An Introduction to KLM GOMS

In KLM GOMS the idea is to model a user‘s interaction with a computer by listing the sequence of button presses and hand movements that are make. It also includes time for the user to think and for the computer to respond. You can break down any interaction into the following steps:

• Keying (K) means clicking on a keyboard, a button, or a mouse. For an average typist this is 0.2 seconds.

• Homing (H) means moving your hand from one input device (like a keyboard) to another (like a mouse or a touch pad), about 0.4 seconds.

• Pointing (P) means moving the mouse cursor to a target on the screen. Pointing typically takes 1.1 seconds.

• Mental preparation (M) means thinking about what to do next—for instance choosing an item from a menu, thinking about what to type in the first line of an address, or deciding to click OK. This averages at 1.35 seconds.

• Response time (R) is the time it takes for the system to respond to an input. This varies but if in doubt, you can use values based on the rules of thumb earlier in this book.

First, walk through the interaction step-by-step at the level of each keystroke, click, or gesture and list everything that the user does.
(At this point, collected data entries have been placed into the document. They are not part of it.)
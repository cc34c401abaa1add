//! Cross-period comparison of mean returns.

use mandate_core::ReturnSeries;
use serde::{Deserialize, Serialize};
use std::fmt;
use tracing::debug;

use crate::{
    anova::one_way_anova,
    error::{Result, StatsError},
};

/// p-values at or below this level are classified as significant.
pub const SIGNIFICANCE_LEVEL: f64 = 0.05;

/// Groups need at least this many returns to take part in the test.
pub const MIN_GROUP_SIZE: usize = 2;

/// Groups needed for a comparison.
pub const MIN_GROUPS: usize = 2;

/// Outcome of a one-way ANOVA across periods.
#[derive(Clone, Debug, PartialEq, Serialize, Deserialize)]
pub struct ComparisonResult {
    /// F-statistic, `>= 0` (`+inf` when every group is constant but the means differ).
    pub f_statistic: f64,
    /// p-value in `[0, 1]`.
    pub p_value: f64,
    /// Degrees of freedom between groups.
    pub df_between: usize,
    /// Degrees of freedom within groups.
    pub df_within: usize,
    /// Labels of the periods that took part, in input order.
    pub groups: Vec<String>,
    /// Labels of the periods left out for having too few returns.
    pub excluded: Vec<String>,
}

impl ComparisonResult {
    /// Returns true if `p_value <= SIGNIFICANCE_LEVEL`.
    #[must_use]
    pub fn is_significant(&self) -> bool {
        self.p_value <= SIGNIFICANCE_LEVEL
    }
}

/// Classification shown to the user.
#[derive(Clone, Copy, Debug, PartialEq, Eq, Serialize, Deserialize)]
#[serde(rename_all = "snake_case")]
pub enum Verdict {
    /// Mean returns differ significantly between periods.
    Significant,
    /// No significant difference between mean returns.
    NotSignificant,
    /// Not enough data to run the test.
    InsufficientData,
}

impl Verdict {
    /// Classifies the outcome of [`compare`].
    ///
    /// Any error is reported as [`Verdict::InsufficientData`].
    #[must_use]
    pub fn from_outcome(outcome: &Result<ComparisonResult>) -> Self {
        match outcome {
            Ok(result) if result.is_significant() => Self::Significant,
            Ok(_) => Self::NotSignificant,
            Err(_) => Self::InsufficientData,
        }
    }
}

impl fmt::Display for Verdict {
    fn fmt(&self, f: &mut fmt::Formatter<'_>) -> fmt::Result {
        f.write_str(match self {
            Self::Significant => "significant difference between periods",
            Self::NotSignificant => "no significant difference between periods",
            Self::InsufficientData => "not enough data to compare periods",
        })
    }
}

/// Tests whether all periods share the same mean return.
///
/// Periods with fewer than [`MIN_GROUP_SIZE`] returns are excluded first.
/// Fewer than [`MIN_GROUPS`] remaining periods give
/// [`StatsError::InsufficientGroups`].
pub fn compare<'a>(
    returns_by_period: impl IntoIterator<Item = (&'a str, &'a ReturnSeries)>,
) -> Result<ComparisonResult> {
    let mut groups = Vec::new();
    let mut labels = Vec::new();
    let mut excluded = Vec::new();

    for (label, returns) in returns_by_period {
        if returns.len() < MIN_GROUP_SIZE {
            debug!(period = label, returns = returns.len(), "Excluding period from comparison");
            excluded.push(label.to_string());
            continue;
        }
        groups.push(returns.values());
        labels.push(label.to_string());
    }

    if groups.len() < MIN_GROUPS {
        return Err(StatsError::InsufficientGroups {
            eligible: groups.len(),
            required: MIN_GROUPS,
        });
    }

    let slices: Vec<&[f64]> = groups.iter().map(Vec::as_slice).collect();
    let anova = one_way_anova(&slices)?;

    Ok(ComparisonResult {
        f_statistic: anova.f_statistic,
        p_value: anova.p_value,
        df_between: anova.df_between,
        df_within: anova.df_within,
        groups: labels,
        excluded,
    })
}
If the user types the word eggs, then the steps are: move the hand to the keyboard and type four keystrokes (HKKKK). If the user points with the mouse and clicks on a button, then the steps are these: move hand to the mouse, point, click (HPK). If the system needs time to respond, for instance by loading a web page, then include an estimate for that time (R).

Next, include the thinking time required for each step. Do this by putting mental preparation steps (M) in front of all keying (K) and pointing (P) steps. You’ll end up with too many Ms, so the final step is to delete the unnecessary ones.

For short lines of text, most people don’t have to think about each letter they type. When you type eggs, you don’t pause to think about each letter. So delete all the Ms that appear between Ks (MKMK becomes MKK). Also you don’t point–think–click, you just point and click. So delete Ms that appear between Ps and Ks (PMK becomes PK).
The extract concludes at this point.